Busy roadway will be only 2 lanes this winter


A crew from Idaho Sand & Gravel Co. lays new asphalt earlier this month on state Highway 75 north of East Fork Road. Some of the new asphalt, a test strip, was torn up and removed this week. Photo by Roland Lane

    Drivers who perceive the state Highway 75 paving project south of Ketchum to be a matter of digging stuff up, filling it in and digging it up again are right—but there’s a method to the apparent madness.
    Idaho Transportation Department spokesman Nathan Jerke said truckloads of chunks of newly laid asphalt carted from the site Tuesday were composed of a test strip that had failed density standards. He said the 1,000-foot-long strip was the first part of the second layer in a two-layer paving process. He said the first layer has been laid down on about a mile of the 3.25-mile project.
    “It’s not an uncommon thing to fail a test strip,” he said.
    Jerke said a second strip passed the density test, allowing contractor Idaho Sand & Gravel to continue paving the 12-foot-wide strip, half the width of the roadway being paved.
    Jerke also said dirt being removed last week from a portion of the construction area that had already been rolled smooth was the result of saturation from wet weather. He said the dirt that was removed was replaced with material that drains better.
    “The rain and snow we had caused about 10 days of extra work,” he said.
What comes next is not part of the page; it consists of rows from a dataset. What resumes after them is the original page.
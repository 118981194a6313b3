use std::fs;
use std::path::Path;
use std::sync::Arc;

use async_trait::async_trait;
use reqwest::Client;
use serde::Deserialize;
use tracing::{debug, error, info};

use shared_config::AppConfig;
use shared_models::feature::{FeatureRecord, FEATURE_COLUMNS};
use shared_models::predictor::{PredictorError, WaitPredictor};

use crate::models::WaitingTimeResponse;

#[derive(Debug, Deserialize)]
struct ModelArtifact {
    feature_names: Vec<String>,
    trees: Vec<Tree>,
}

#[derive(Debug, Deserialize)]
struct Tree {
    nodes: Vec<TreeNode>,
}

#[derive(Debug, Deserialize)]
#[serde(untagged)]
enum TreeNode {
    Split {
        feature: usize,
        threshold: f64,
        left: usize,
        right: usize,
    },
    Leaf {
        value: f64,
    },
}

impl Tree {
    // Indices are validated at load time, so the walk always ends in a leaf.
    fn score(&self, x: &[f64; 6]) -> f64 {
        let mut idx = 0;
        loop {
            match &self.nodes[idx] {
                TreeNode::Leaf { value } => return *value,
                TreeNode::Split {
                    feature,
                    threshold,
                    left,
                    right,
                } => {
                    idx = if x[*feature] <= *threshold { *left } else { *right };
                }
            }
        }
    }
}

/// Regression forest deserialized from a JSON artifact exported at training
/// time. Loaded once at startup and reused for the process lifetime; the
/// prediction is the mean of the per-tree scores, floored at zero.
#[derive(Debug)]
pub struct TreeEnsembleModel {
    trees: Vec<Tree>,
}

impl TreeEnsembleModel {
    pub fn load(path: &Path) -> Result<Self, PredictorError> {
        let raw = fs::read_to_string(path).map_err(|e| {
            PredictorError::ModelUnavailable(format!("failed to read {}: {}", path.display(), e))
        })?;
        let artifact: ModelArtifact = serde_json::from_str(&raw).map_err(|e| {
            PredictorError::ModelUnavailable(format!("malformed model artifact: {}", e))
        })?;
        Self::from_artifact(artifact)
    }

    fn from_artifact(artifact: ModelArtifact) -> Result<Self, PredictorError> {
        if artifact
            .feature_names
            .iter()
            .map(String::as_str)
            .ne(FEATURE_COLUMNS)
        {
            return Err(PredictorError::ModelUnavailable(format!(
                "artifact feature columns {:?} do not match {:?}",
                artifact.feature_names, FEATURE_COLUMNS
            )));
        }

        if artifact.trees.is_empty() {
            return Err(PredictorError::ModelUnavailable(
                "artifact contains no trees".to_string(),
            ));
        }

        for (tree_idx, tree) in artifact.trees.iter().enumerate() {
            if tree.nodes.is_empty() {
                return Err(PredictorError::ModelUnavailable(format!(
                    "tree {} has no nodes",
                    tree_idx
                )));
            }
            for (node_idx, node) in tree.nodes.iter().enumerate() {
                if let TreeNode::Split {
                    feature,
                    left,
                    right,
                    ..
                } = node
                {
                    // children must stay in bounds and point forward so
                    // every walk terminates
                    let valid = *feature < FEATURE_COLUMNS.len()
                        && *left < tree.nodes.len()
                        && *right < tree.nodes.len()
                        && *left > node_idx
                        && *right > node_idx;
                    if !valid {
                        return Err(PredictorError::ModelUnavailable(format!(
                            "tree {} node {} has invalid split indices",
                            tree_idx, node_idx
                        )));
                    }
                }
            }
        }

        Ok(Self {
            trees: artifact.trees,
        })
    }
}

#[async_trait]
impl WaitPredictor for TreeEnsembleModel {
    async fn predict(&self, features: &FeatureRecord) -> Result<f64, PredictorError> {
        let x = features.to_vector();
        let total: f64 = self.trees.iter().map(|tree| tree.score(&x)).sum();
        Ok((total / self.trees.len() as f64).max(0.0))
    }
}

/// Remote inference service speaking the same JSON contract as the local
/// `/predict_waiting_time` endpoint.
pub struct RemoteInferenceModel {
    client: Client,
    endpoint: String,
}

impl RemoteInferenceModel {
    pub fn new(endpoint: impl Into<String>) -> Self {
        Self {
            client: Client::new(),
            endpoint: endpoint.into(),
        }
    }
}

#[async_trait]
impl WaitPredictor for RemoteInferenceModel {
    async fn predict(&self, features: &FeatureRecord) -> Result<f64, PredictorError> {
        debug!("requesting prediction from {}", self.endpoint);

        let response = self
            .client
            .post(&self.endpoint)
            .json(features)
            .send()
            .await
            .map_err(|e| {
                PredictorError::ModelUnavailable(format!("inference request failed: {}", e))
            })?;

        let status = response.status();
        if !status.is_success() {
            error!("inference endpoint returned {}", status);
            return Err(PredictorError::ModelUnavailable(format!(
                "inference endpoint returned {}",
                status
            )));
        }

        let body: WaitingTimeResponse = response.json().await.map_err(|e| {
            PredictorError::ModelUnavailable(format!("malformed inference response: {}", e))
        })?;

        if !body.predicted_waiting_time.is_finite() {
            return Err(PredictorError::ModelUnavailable(
                "inference response is not a finite number".to_string(),
            ));
        }

        Ok(body.predicted_waiting_time.max(0.0))
    }
}

/// Build the process-wide predictor from configuration. Called once at
/// startup; a failure here is fatal since every request depends on the
/// model.
pub fn load_predictor(config: &AppConfig) -> Result<Arc<dyn WaitPredictor>, PredictorError> {
    match &config.model_inference_url {
        Some(url) => {
            info!("using remote inference endpoint {}", url);
            Ok(Arc::new(RemoteInferenceModel::new(url.clone())))
        }
        None => {
            info!("loading model artifact from {}", config.model_path);
            let model = TreeEnsembleModel::load(Path::new(&config.model_path))?;
            Ok(Arc::new(model))
        }
    }
}
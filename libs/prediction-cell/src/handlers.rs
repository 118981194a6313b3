use std::sync::Arc;

use axum::{extract::State, Form, Json};
use serde_json::{json, Value};

use shared_models::error::AppError;
use shared_models::feature::FeatureRecord;

use crate::models::{RecommendationForm, RecommendationResponse};
use crate::services::RecommendationService;
use crate::PredictionState;

/// Standalone prediction: no persistence, full-precision output.
#[axum::debug_handler]
pub async fn predict_waiting_time(
    State(state): State<Arc<PredictionState>>,
    Json(features): Json<FeatureRecord>,
) -> Result<Json<Value>, AppError> {
    features.validate()?;

    let predicted = state.predictor.predict(&features).await?;

    Ok(Json(json!({ "predicted_waiting_time": predicted })))
}

/// Reception-desk form flow: current prediction plus the nearby and
/// whole-day hour recommendations, rounded for display.
#[axum::debug_handler]
pub async fn recommend_for_form(
    State(state): State<Arc<PredictionState>>,
    Form(form): Form<RecommendationForm>,
) -> Result<Json<RecommendationResponse>, AppError> {
    let features = form.into_features();
    features.validate()?;

    let service = RecommendationService::new(state.predictor.clone());
    let recommendation = service.recommend(&features).await?;

    Ok(Json(RecommendationResponse::from(recommendation)))
}
use std::net::SocketAddr;

use axum::http::{header::CONTENT_TYPE, HeaderValue, Method};
use dotenv::dotenv;
use tokio::net::TcpListener;
use tower_http::cors::{AllowOrigin, CorsLayer};
use tower_http::trace::{self, TraceLayer};
use tracing::{error, info, Level};
use tracing_subscriber::{layer::SubscriberExt, util::SubscriberInitExt};

mod router;

use prediction_cell::services::load_predictor;
use shared_config::AppConfig;

#[tokio::main]
async fn main() -> anyhow::Result<()> {
    // Loading Env Vars
    dotenv().ok();

    // Initialize tracing
    tracing_subscriber::registry()
        .with(tracing_subscriber::EnvFilter::new(
            std::env::var("RUST_LOG").unwrap_or_else(|_| "info,tower_http=debug".into()),
        ))
        .with(tracing_subscriber::fmt::layer())
        .init();

    info!("Starting Hospital Waiting Time API server");

    // Load configuration
    let config = AppConfig::from_env();

    // The model is loaded once and shared for the process lifetime; without
    // it no request can be served.
    let predictor = match load_predictor(&config) {
        Ok(predictor) => predictor,
        Err(e) => {
            error!("failed to initialize waiting-time model: {}", e);
            std::process::exit(1);
        }
    };

    // Set up CORS for the frontend origins. Credentials are allowed, so the
    // origin, method, and header lists must all be explicit.
    let origins: Vec<HeaderValue> = config
        .allowed_origins
        .iter()
        .filter_map(|origin| origin.parse().ok())
        .collect();
    let cors = CorsLayer::new()
        .allow_origin(AllowOrigin::list(origins))
        .allow_methods([Method::GET, Method::POST, Method::PUT, Method::DELETE])
        .allow_headers([CONTENT_TYPE])
        .allow_credentials(true);

    // Build the application router
    let app = router::create_router(&config, predictor)
        .layer(
            TraceLayer::new_for_http()
                .make_span_with(trace::DefaultMakeSpan::new().level(Level::INFO))
                .on_response(trace::DefaultOnResponse::new().level(Level::INFO)),
        )
        .layer(cors);

    // Run the server
    let addr: SocketAddr = config
        .bind_addr
        .parse()
        .unwrap_or_else(|_| SocketAddr::from(([0, 0, 0, 0], 3000)));
    info!("Listening on {}", addr);

    let listener = TcpListener::bind(addr).await?;
    axum::serve(listener, app).await?;

    Ok(())
}
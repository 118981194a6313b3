use std::collections::HashMap;
use std::sync::Arc;

use async_trait::async_trait;

use shared_config::AppConfig;
use shared_models::feature::FeatureRecord;
use shared_models::predictor::{PredictorError, WaitPredictor};

pub struct TestConfig {
    pub model_path: String,
    pub model_inference_url: Option<String>,
    pub appointments_path: String,
}

impl Default for TestConfig {
    fn default() -> Self {
        Self {
            model_path: "test_model.json".to_string(),
            model_inference_url: None,
            appointments_path: "test_appointments.csv".to_string(),
        }
    }
}

impl TestConfig {
    pub fn to_app_config(&self) -> AppConfig {
        AppConfig {
            model_path: self.model_path.clone(),
            model_inference_url: self.model_inference_url.clone(),
            appointments_path: self.appointments_path.clone(),
            allowed_origins: vec!["http://localhost:3000".to_string()],
            bind_addr: "127.0.0.1:0".to_string(),
        }
    }

    pub fn to_arc(&self) -> Arc<AppConfig> {
        Arc::new(self.to_app_config())
    }
}

/// Predictor returning the same wait for every record.
pub struct FixedPredictor(pub f64);

#[async_trait]
impl WaitPredictor for FixedPredictor {
    async fn predict(&self, _features: &FeatureRecord) -> Result<f64, PredictorError> {
        Ok(self.0)
    }
}

/// Predictor keyed on the record's hour, with a fallback for hours the
/// table does not mention. Deterministic, so repeated scans agree.
pub struct HourTablePredictor {
    default_wait: f64,
    by_hour: HashMap<u8, f64>,
}

impl HourTablePredictor {
    pub fn new(default_wait: f64, entries: &[(u8, f64)]) -> Self {
        Self {
            default_wait,
            by_hour: entries.iter().copied().collect(),
        }
    }
}

#[async_trait]
impl WaitPredictor for HourTablePredictor {
    async fn predict(&self, features: &FeatureRecord) -> Result<f64, PredictorError> {
        Ok(self
            .by_hour
            .get(&features.hour)
            .copied()
            .unwrap_or(self.default_wait))
    }
}

/// Predictor whose output is a linear function of the full feature vector,
/// so tests can detect which record a prediction was computed from.
pub struct WeightedSumPredictor {
    pub weights: [f64; 6],
}

#[async_trait]
impl WaitPredictor for WeightedSumPredictor {
    async fn predict(&self, features: &FeatureRecord) -> Result<f64, PredictorError> {
        let x = features.to_vector();
        let wait = x.iter().zip(self.weights.iter()).map(|(a, w)| a * w).sum::<f64>();
        Ok(wait.max(0.0))
    }
}

/// Predictor that always fails, for exercising the ModelUnavailable path.
pub struct UnavailablePredictor;

#[async_trait]
impl WaitPredictor for UnavailablePredictor {
    async fn predict(&self, _features: &FeatureRecord) -> Result<f64, PredictorError> {
        Err(PredictorError::ModelUnavailable(
            "stub predictor is configured to fail".to_string(),
        ))
    }
}

pub fn sample_features() -> FeatureRecord {
    FeatureRecord {
        day_of_week: 1,
        month: 3,
        hour: 9,
        days_between_schedule_and_visit: 7,
        sex_encoded: 0,
        age: 35.0,
    }
}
    Jerke said the construction crew hopes to have the road paved as far north as the southern entrance to St. Luke’s Wood River hospital before the start of winter.
    “They’re still fingers crossed, praying for good weather next week,” he said. “It’s still up in the air what the roadway’s going to look like [by winter].”
    He said that even under the best-case scenario, only two lanes of the highway will be open this winter. He said that if pavement is completed to the hospital, the old part of the highway will be closed and traffic will be directed onto the new part.
    Jerke said the entire width of the highway couldn’t be used because there’s an elevation difference between the old road and the new, which would require access ramps to be built at all the intersections. He also said the old roadway is now bumpy and would be difficult to plow.
    In any case, he said, a four-lane road isn’t of much benefit unless it can be completed for the entire distance, since a bottleneck would be created where it narrows to two lanes.
    The project is scheduled for completion when warm weather allows it in the spring.
    The construction project involves widening the section of the highway from Timber Way just north of East Fork Road to the bridge over the Big Wood River near St. Luke’s Wood River. When finished, the highway will have two lanes in both directions and will have center turning lanes and side deceleration lanes at major intersections.